Il y a cinquante mille ans, hier, dans notre belle contrée, apparaît l'homme nouveau. Vous, moi, nous, Homo Sapiens sapiens, bref Cro-Magnon. Surdouée la bête, et méchante, il lui suffit de quelques millénaires pour éliminer son prédécesseur, Néanderthal qui était pourtant là depuis trois cent mille ans, avait survécu à trois glaciations, côtoyait le tigre à dents de sabre (ci-contre) et l'ours des cavernes* comme nous les loulous de Poméranie.
Il est de bon ton chez les anthropologues de s'interroger sur la disparition de Néanderthal. Changement climatique ? (Tiens, ça me dit quelque chose ! ) Maladie nouvelle ( peut-être le chicoungounia ? ) Dégradation génétique ... Voyons ! Nous les avons massacrés et probablement mangés... Nos histoires de géants, d'ogres, viennent de là. C'est celui qui le dit qui y est.
Surarmé, Sapiens, rusé, rapide, violent. Quand nous débarquerons sur alpha du Centaure les extra-terrestres auront intérêt à raser les murs.
Vous vous dites que c'est trop négatif, qu'il ne faut pas oublier les trésors de dévouement dont l'homme est capable, l'altruisme dont il sait faire preuve, ses préoccupations morales et spirituelles. Vous avez raison, et puis il y a l'art.
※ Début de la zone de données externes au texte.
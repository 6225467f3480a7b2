use super::types::{Keyword, Token, TokenKind};
use crate::error::ParseError;

/// Split source text into tokens. Newlines inside `()`/`[]` are dropped so
/// call arguments and list literals may span lines.
pub fn tokenize(source: &str) -> Result<Vec<Token>, ParseError> {
    let mut tokens = Vec::new();
    let mut chars = source.chars().peekable();
    let mut line = 1usize;
    let mut nesting = 0usize;

    while let Some(&ch) = chars.peek() {
        match ch {
            '\n' => {
                chars.next();
                if nesting == 0 {
                    push_separator(&mut tokens, line);
                }
                line += 1;
            }
            ';' => {
                chars.next();
                push_separator(&mut tokens, line);
            }
            c if c.is_whitespace() => {
                chars.next();
            }
            '#' => {
                while let Some(&c) = chars.peek() {
                    if c == '\n' {
                        break;
                    }
                    chars.next();
                }
            }
            '"' | '\'' => {
                chars.next();
                let text = read_string(&mut chars, ch, line)?;
                tokens.push(Token {
                    kind: TokenKind::Str(text),
                    line,
                });
            }
            c if c.is_ascii_digit() => {
                let kind = read_number(&mut chars, line)?;
                tokens.push(Token { kind, line });
            }
            c if c.is_alphabetic() || c == '_' => {
                let mut ident = String::new();
                while let Some(&c) = chars.peek() {
                    if c.is_alphanumeric() || c == '_' {
                        ident.push(c);
                        chars.next();
                    } else {
                        break;
                    }
                }
                let kind = match Keyword::from_ident(&ident) {
                    Some(keyword) => TokenKind::Keyword(keyword),
                    None => TokenKind::Ident(ident),
                };
                tokens.push(Token { kind, line });
            }
            _ => {
                chars.next();
                let next = chars.peek().copied();
                let (kind, consumed_next) = match (ch, next) {
                    ('=', Some('=')) => (TokenKind::EqEq, true),
                    ('!', Some('=')) => (TokenKind::NotEq, true),
                    ('<', Some('=')) => (TokenKind::Le, true),
                    ('>', Some('=')) => (TokenKind::Ge, true),
                    ('+', Some('=')) => (TokenKind::PlusAssign, true),
                    ('-', Some('=')) => (TokenKind::MinusAssign, true),
                    ('*', Some('=')) => (TokenKind::StarAssign, true),
                    ('/', Some('=')) => (TokenKind::SlashAssign, true),
                    ('/', Some('/')) => (TokenKind::SlashSlash, true),
                    ('=', _) => (TokenKind::Assign, false),
                    ('<', _) => (TokenKind::Lt, false),
                    ('>', _) => (TokenKind::Gt, false),
                    ('+', _) => (TokenKind::Plus, false),
                    ('-', _) => (TokenKind::Minus, false),
                    ('*', _) => (TokenKind::Star, false),
                    ('/', _) => (TokenKind::Slash, false),
                    ('%', _) => (TokenKind::Percent, false),
                    (',', _) => (TokenKind::Comma, false),
                    (':', _) => (TokenKind::Colon, false),
                    ('(', _) => {
                        nesting += 1;
                        (TokenKind::LParen, false)
                    }
                    ('[', _) => {
                        nesting += 1;
                        (TokenKind::LBracket, false)
                    }
                    (')', _) => {
                        nesting = nesting.saturating_sub(1);
                        (TokenKind::RParen, false)
                    }
                    (']', _) => {
                        nesting = nesting.saturating_sub(1);
                        (TokenKind::RBracket, false)
                    }
                    _ => {
                        return Err(ParseError::new(line, format!("unexpected character '{ch}'")))
                    }
                };
                if consumed_next {
                    chars.next();
                }
                tokens.push(Token { kind, line });
            }
        }
    }

    push_separator(&mut tokens, line);
    tokens.push(Token {
        kind: TokenKind::Eof,
        line,
    });
    Ok(tokens)
}

/// Collapse runs of separators into one.
fn push_separator(tokens: &mut Vec<Token>, line: usize) {
    if matches!(tokens.last(), Some(Token { kind: TokenKind::Newline, .. }) | None) {
        return;
    }
    tokens.push(Token {
        kind: TokenKind::Newline,
        line,
    });
}

fn read_string(
    chars: &mut std::iter::Peekable<std::str::Chars<'_>>,
    quote: char,
    line: usize,
) -> Result<String, ParseError> {
    let mut text = String::new();
    loop {
        match chars.next() {
            None | Some('\n') => {
                return Err(ParseError::new(line, "unterminated string literal"));
            }
            Some('\\') => match chars.next() {
                Some('n') => text.push('\n'),
                Some('t') => text.push('\t'),
                Some('\\') => text.push('\\'),
                Some('\'') => text.push('\''),
                Some('"') => text.push('"'),
                Some(other) => {
                    text.push('\\');
                    text.push(other);
                }
                None => return Err(ParseError::new(line, "unterminated string literal")),
            },
            Some(c) if c == quote => return Ok(text),
            Some(c) => text.push(c),
        }
    }
}

fn read_number(
    chars: &mut std::iter::Peekable<std::str::Chars<'_>>,
    line: usize,
) -> Result<TokenKind, ParseError> {
    let mut digits = String::new();
    let mut is_float = false;
    while let Some(&c) = chars.peek() {
        if c.is_ascii_digit() || c == '_' {
            if c != '_' {
                digits.push(c);
            }
            chars.next();
        } else if c == '.' && !is_float {
            is_float = true;
            digits.push(c);
            chars.next();
        } else {
            break;
        }
    }

    if is_float {
        digits
            .parse::<f64>()
            .map(TokenKind::Float)
            .map_err(|_| ParseError::new(line, format!("invalid float literal '{digits}'")))
    } else {
        digits
            .parse::<i64>()
            .map(TokenKind::Int)
            .map_err(|_| ParseError::new(line, format!("integer literal '{digits}' out of range")))
    }
}

#[cfg(test)]
mod tests {
    use super::*;

    fn kinds(source: &str) -> Vec<TokenKind> {
        tokenize(source)
            .unwrap()
            .into_iter()
            .map(|token| token.kind)
            .collect()
    }

    #[test]
    fn separators_collapse_and_track_lines() {
        let tokens = tokenize("x = 1\n\n\ny = 2; z = 3").unwrap();
        let lines: Vec<usize> = tokens
            .iter()
            .filter_map(|t| match &t.kind {
                TokenKind::Ident(_) => Some(t.line),
                _ => None,
            })
            .collect();
        assert_eq!(lines, vec![1, 4, 4]);
        let separators = tokens
            .iter()
            .filter(|t| t.kind == TokenKind::Newline)
            .count();
        assert_eq!(separators, 3);
    }

    #[test]
    fn newlines_inside_brackets_are_ignored() {
        assert_eq!(
            kinds("[1,\n2]"),
            vec![
                TokenKind::LBracket,
                TokenKind::Int(1),
                TokenKind::Comma,
                TokenKind::Int(2),
                TokenKind::RBracket,
                TokenKind::Newline,
                TokenKind::Eof,
            ]
        );
    }

    #[test]
    fn two_character_operators() {
        assert_eq!(
            kinds("a //= b")[..3],
            [
                TokenKind::Ident("a".into()),
                TokenKind::SlashSlash,
                TokenKind::Assign,
            ]
        );
        assert_eq!(kinds("x += 1")[1], TokenKind::PlusAssign);
        assert_eq!(kinds("x != 1")[1], TokenKind::NotEq);
    }

    #[test]
    fn strings_and_comments() {
        assert_eq!(
            kinds("'it\\'s' # trailing"),
            vec![
                TokenKind::Str("it's".into()),
                TokenKind::Newline,
                TokenKind::Eof
            ]
        );
        let err = tokenize("x = \"open").unwrap_err();
        assert_eq!(err.line, 1);
    }
}
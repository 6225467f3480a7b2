//! Debugger configuration.

use std::path::Path;
use std::time::Duration;

use serde::Deserialize;

use crate::error::{DebugError, DebugResult};

/// Tunables for a debugging session. Every field has a default, so a TOML
/// file only needs the keys it wants to change.
#[derive(Debug, Clone, PartialEq, Eq, Deserialize)]
#[serde(default, deny_unknown_fields)]
pub struct DebuggerConfig {
    /// Maximum number of snapshots kept for time travel.
    pub history_capacity: usize,
    /// Source lines shown on each side of a frame's current line.
    pub context_lines: usize,
    /// Pause on the first line event of a run.
    pub stop_on_entry: bool,
    /// How long `start_run` waits for a previous session to terminate.
    pub teardown_timeout_ms: u64,
    /// Interval at which a paused executor logs that it is still waiting.
    pub liveness_poll_ms: u64,
    /// Deepest call nesting before the target raises `RecursionError`.
    pub max_call_depth: usize,
}

impl Default for DebuggerConfig {
    fn default() -> Self {
        Self {
            history_capacity: 100,
            context_lines: 3,
            stop_on_entry: true,
            teardown_timeout_ms: 2_000,
            liveness_poll_ms: 5_000,
            max_call_depth: 200,
        }
    }
}

impl DebuggerConfig {
    pub fn from_toml_str(text: &str) -> DebugResult<Self> {
        Ok(toml::from_str(text)?)
    }

    pub fn load(path: impl AsRef<Path>) -> DebugResult<Self> {
        let text = std::fs::read_to_string(path).map_err(DebugError::ConfigIo)?;
        Self::from_toml_str(&text)
    }

    pub fn teardown_timeout(&self) -> Duration {
        Duration::from_millis(self.teardown_timeout_ms)
    }

    pub fn liveness_poll(&self) -> Duration {
        Duration::from_millis(self.liveness_poll_ms.max(1))
    }
}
Evidemment, vingt ou trente mille ans plus tard, il ne reste plus grand chose de nos prédécesseurs. Mais les grottes où ils s'abritaient ont perduré. Et les chefs-d'oeuvres pariétaux aussi.
Les spécialistes multiplient les conjectures sur le pourquoi des grottes ornées. Certains pensent que nos ancêtres ne faisaient pas la différence entre l'image et la réalité, d'autres parlent de magie, de cérémonies incantatoires. Il y a peut-être de cela - il suffit de songer à notre télé-réalité - mais quelle que soit la fonction de ces représentations, quels que soient les rituels de passage dont elles faisaient partie, il y a la beauté saisissante de ces peintures.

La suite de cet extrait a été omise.